Three years ago, after the 2016 presidential election, Daniela Cortez Cornelio said she felt nervous and uninformed. She hadn’t learned all that much about civics yet, so she struggled to reflect on national politics.
This week was different. By the time the U.S. House of Representatives impeached President Donald Trump on Wednesday, the 16-year-old said she’d already learned about the three branches of government, participated in a mock debate about merits of the impeachment process and watched many video clips of congressional hearings.
“I was excited to come to school and talk with my teacher about everything that happened,” said Cortez Cornelio, a junior at the southwest campus of Interagency Academy in Seattle. “When I was watching the news yesterday, I felt very educated and strong.”
As schools break for the holidays on Friday, teachers in Washington say they’re trying to cram in lessons that contextualize this week’s events and meet students’ demands for more information. It’s a tricky feat, they say: though the state requires some civics instruction, kids come to them with different degrees of knowledge about government.

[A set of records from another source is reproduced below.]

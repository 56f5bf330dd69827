//! Diagnostic creation, severity management, and terminal rendering.
//!
//! This crate provides structured [`Diagnostic`] messages with severity levels,
//! codes and layout locations. The thread-safe [`DiagnosticSink`] accumulates
//! diagnostics while nets are checked (possibly from several worker threads),
//! and [`DiagnosticRenderer`] implementations format them for the terminal.

#![warn(missing_docs)]

pub mod code;
pub mod diagnostic;
pub mod location;
pub mod renderer;
pub mod severity;
pub mod sink;

pub use code::{Category, DiagnosticCode};
pub use diagnostic::Diagnostic;
pub use location::Location;
pub use renderer::{DiagnosticRenderer, TerminalRenderer};
pub use severity::Severity;
pub use sink::DiagnosticSink;
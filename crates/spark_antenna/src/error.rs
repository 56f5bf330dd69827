//! Error types for the antenna checking engine.

use spark_common::InternalError;
use spark_config::ConfigError;
use spark_db::DbError;

/// Errors that stop an antenna checking operation.
///
/// Problems confined to one net (malformed wires, missing rules) are not
/// errors; they are reported as diagnostics and checking continues.
#[derive(Debug, thiserror::Error)]
pub enum AntennaError {
    /// The design carries no technology with routing layers.
    #[error("no technology loaded: the design has no routing layers")]
    NoTechnology,

    /// A net name does not exist in the design.
    #[error("unknown net '{0}'")]
    UnknownNet(String),

    /// A layer name does not exist in the technology.
    #[error("unknown layer '{0}'")]
    UnknownLayer(String),

    /// A layer was named where a routing layer is required.
    #[error("layer '{0}' is not a routing layer")]
    NotRoutingLayer(String),

    /// A master name does not exist in the library.
    #[error("unknown master '{0}'")]
    UnknownMaster(String),

    /// A layer's antenna coefficients cannot form a rule.
    #[error("invalid antenna rule on layer '{layer}': {reason}")]
    InvalidRule {
        /// The layer name.
        layer: String,
        /// What is wrong with the coefficients.
        reason: String,
    },

    /// The design database rejected an operation.
    #[error(transparent)]
    Db(#[from] DbError),

    /// The project configuration is unusable.
    #[error(transparent)]
    Config(#[from] ConfigError),

    /// An internal invariant was broken.
    #[error(transparent)]
    Internal(#[from] InternalError),
}

/// Result alias for antenna checking operations.
pub type AntennaResult<T> = Result<T, AntennaError>;

#[cfg(test)]
mod tests {
    use super::*;

    #[test]
    fn display_invalid_rule() {
        let err = AntennaError::InvalidRule {
            layer: "met2".to_string(),
            reason: "par_ratio must be positive".to_string(),
        };
        assert_eq!(
            format!("{err}"),
            "invalid antenna rule on layer 'met2': par_ratio must be positive"
        );
    }

    #[test]
    fn db_errors_convert() {
        let err: AntennaError = DbError::UnknownLayer("met9".to_string()).into();
        assert_eq!(format!("{err}"), "unknown layer 'met9'");
    }
}
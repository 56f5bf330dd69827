//! Rule evaluation and per-net checking.

use crate::codes;
use crate::report::{NetReport, RatioCheck, Violation, MAX_DIODES_PER_GATE};
use crate::rules::{AntennaRules, RatioKind};
use crate::table::{ArInfo, ParInfo, ViaArInfo, ViaParInfo, WireTables};
use crate::walk::GraphWalker;
use spark_common::Point;
use spark_db::{build_wire_graph, Design, InstTermId, LayerId, NetId, Technology, WireNodeId};
use spark_diagnostics::{Diagnostic, DiagnosticSink, Location};
use std::collections::{BTreeMap, BTreeSet};

/// Evaluates one ratio against the rule of `layer`.
///
/// Returns the failed check, or `None` when the ratio passes or the layer
/// does not constrain it.
pub fn check_violation(
    rules: &AntennaRules,
    tech: &Technology,
    layer: LayerId,
    level: u32,
    kind: RatioKind,
    ratio: f64,
    diff_area: f64,
) -> Option<RatioCheck> {
    let threshold = rules.threshold(layer, kind, diff_area)?;
    let check = RatioCheck {
        kind,
        layer: tech.layer(layer).name.clone(),
        level,
        ratio,
        threshold,
    };
    check.fails().then_some(check)
}

/// Checks the PAR and PSR of one region.
pub fn check_wire_par(rules: &AntennaRules, tech: &Technology, par: &ParInfo) -> Vec<RatioCheck> {
    [(RatioKind::Par, par.par), (RatioKind::Psr, par.psr)]
        .into_iter()
        .filter_map(|(kind, ratio)| {
            check_violation(rules, tech, par.layer, par.level, kind, ratio, par.diff_area)
        })
        .collect()
}

/// Checks the CAR and CSR from one region to one gate.
pub fn check_wire_car(
    rules: &AntennaRules,
    tech: &Technology,
    par: &ParInfo,
    ar: &ArInfo,
) -> Vec<RatioCheck> {
    [(RatioKind::Car, ar.car), (RatioKind::Csr, ar.csr)]
        .into_iter()
        .filter_map(|(kind, ratio)| {
            check_violation(rules, tech, par.layer, ar.level, kind, ratio, par.diff_area)
        })
        .collect()
}

/// Checks the via PAR of one region on one cut layer.
pub fn check_via_par(
    rules: &AntennaRules,
    tech: &Technology,
    via: &ViaParInfo,
) -> Option<RatioCheck> {
    check_violation(
        rules,
        tech,
        via.cut_layer,
        via.level,
        RatioKind::ViaPar,
        via.par,
        via.diff_area,
    )
}

/// Checks the via CAR from one region to one gate.
pub fn check_via_car(
    rules: &AntennaRules,
    tech: &Technology,
    via: &ViaParInfo,
    ar: &ViaArInfo,
) -> Option<RatioCheck> {
    check_violation(
        rules,
        tech,
        via.cut_layer,
        ar.level,
        RatioKind::ViaCar,
        ar.car,
        via.diff_area,
    )
}

/// Collects, per routing level, the failed checks of every table entry that
/// targets `gate`.
pub fn check_gate(
    rules: &AntennaRules,
    tech: &Technology,
    gate: WireNodeId,
    tables: &WireTables,
) -> BTreeMap<u32, Vec<RatioCheck>> {
    let mut failed: BTreeMap<u32, Vec<RatioCheck>> = BTreeMap::new();
    for ar in tables.cars.iter().filter(|ar| ar.gate == gate) {
        let par = &tables.pars[ar.par];
        let checks: Vec<RatioCheck> = check_wire_par(rules, tech, par)
            .into_iter()
            .chain(check_wire_car(rules, tech, par, ar))
            .collect();
        if !checks.is_empty() {
            failed.entry(ar.level).or_default().extend(checks);
        }
    }
    for ar in tables.via_cars.iter().filter(|ar| ar.gate == gate) {
        let via = &tables.via_pars[ar.par];
        let checks: Vec<RatioCheck> = check_via_par(rules, tech, via)
            .into_iter()
            .chain(check_via_car(rules, tech, via, ar))
            .collect();
        if !checks.is_empty() {
            failed.entry(ar.level).or_default().extend(checks);
        }
    }
    failed
}

/// Failures of one net merged on one routing level.
#[derive(Default)]
struct LevelFindings {
    gates: BTreeSet<InstTermId>,
    checks: Vec<RatioCheck>,
    wire_start: Option<Point>,
}

/// Checks every wire of one net and merges the violations per level.
///
/// Malformed wires are skipped with a warning; the rest of the net is still
/// checked.
pub fn check_net(
    rules: &AntennaRules,
    design: &Design,
    net_id: NetId,
    sink: &DiagnosticSink,
) -> NetReport {
    let net = design.net(net_id);
    let _span = tracing::debug_span!("check_net", net = %net.name).entered();
    let tech = &design.tech;

    let mut per_level: BTreeMap<u32, LevelFindings> = BTreeMap::new();
    for (index, wire) in net.wires.iter().enumerate() {
        if wire.is_empty() {
            continue;
        }
        let graph = match build_wire_graph(wire, design) {
            Ok(graph) => graph,
            Err(err) => {
                sink.emit(Diagnostic::warning(
                    codes::MALFORMED_WIRE,
                    format!("skipping malformed wire #{index}: {err}"),
                    Location::net(net.name.clone()),
                ));
                continue;
            }
        };
        let walker = GraphWalker::new(&graph, tech);
        let tables = WireTables::build(&walker, design);
        tracing::trace!(
            wire = index,
            regions = tables.regions.regions().len(),
            pars = tables.pars.len(),
            cars = tables.cars.len(),
            "tables built"
        );
        for &(gate, term) in &tables.gates {
            for (level, checks) in check_gate(rules, tech, gate, &tables) {
                let findings = per_level.entry(level).or_default();
                findings.gates.insert(term);
                findings
                    .wire_start
                    .get_or_insert_with(|| graph.node(walker.find_segment_start(gate)).point);
                for check in checks {
                    if !findings.checks.contains(&check) {
                        findings.checks.push(check);
                    }
                }
            }
        }
    }

    let violations: Vec<Violation> = per_level
        .into_iter()
        .map(|(level, findings)| Violation {
            routing_level: level,
            layer: tech
                .layer_at_level(level)
                .map(|l| tech.layer(l).name.clone())
                .unwrap_or_default(),
            gate_names: findings.gates.iter().map(|&t| design.term_name(t)).collect(),
            gates: findings.gates.into_iter().collect(),
            diode_count_per_gate: MAX_DIODES_PER_GATE,
            checks: findings.checks,
            wire_start: findings.wire_start,
        })
        .collect();
    tracing::debug!(violations = violations.len(), "net checked");
    NetReport {
        net: net_id,
        name: net.name.clone(),
        violations,
    }
}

Some teachers are leaning into the issue, shaping their lessons around the news. Elisa Yzaguirre, an English language arts teacher at Denny International Middle School in Seattle, just wrapped up an ethnic studies unit where students learned about activism through studying race and power structures. She said she is tailoring her impeachment lesson to the students she teaches.
For English learners, she said, the lesson will get at the root of the word “impeachment” and what it means for the country. They’ll read news articles she’s modified match their reading comprehension level. In other classes, she plans to get into the meat of the accusations against President Trump.
She also plans to have students record themselves talking about the articles they read in groups, so she can assess their speaking and listening skills.
Without some care, though, partisanship can stymie informed discussion.
“Everything that happens in our country, it’s there in the classrooms,” said Malia Renner-Singer, a teacher at Cascade High School in Leavenworth. “So if the country is divided, our classrooms are divided.”
A civics teacher for 18 years, Renner-Singer said holding classroom discussions since the 2016 election has made her feel like a new educator again. She teaches students across the political spectrum, some of whom have ended friendships because of their differences. It’s made her reluctant to bring up these conversations casually, so she’s taking her time to plan her lessons — and will broach the topic after break.
Seattle-area teachers faced similar qualms in 2016, when some were hesitant to teach about Trump’s election, noting an increase in uncivil political discourse in their classes. They said they struggled to navigate uncomfortable questions, like a second-grader wondering if her family would be deported. Teachers in schools with immigrant and refugee communities said they spent days working to help address their students’ fears.
Despite the pain and volatility that political discussions can bring, student interest in learning about the Trump administration policies and current events is strong, teachers said.
Roger Johnson, who teaches at Northwest University’s College of Education and was a library specialist in the Lake Washington School District, said he tells his undergraduate students that they’ll need to show both sides of political arguments if they want to be successful teachers. The same is true for any lessons about impeachment, he added.
“Really let the students guide the conversation,” he said. “Don’t say ‘he is guilty,’ or ‘there’s no evidence,’ but ask ‘what do you think about this?’ Let them drive it themselves, and oftentimes, it’s surprising.”
Some students, like 17-year-old Joseph Raetzer, have had to figure out the news on their own.
In a phone interview on Thursday, he rattled off the sequence of events required for the impeachment process.
“None of that information came from teachers and classes,” said Raetzer, who attends Bellevue College as a Running Start student. Running Start allows students to earn high school and college credits simultaneously.
At first, Erick Ostheimer, a 17-year-old senior at Juanita High School, didn’t understand the significance of the impeachment news. Then, his history teacher addressed it on Thursday.
Ostheimer said, “You read about important events in history books, but you don’t think you’ll be living when history is made.”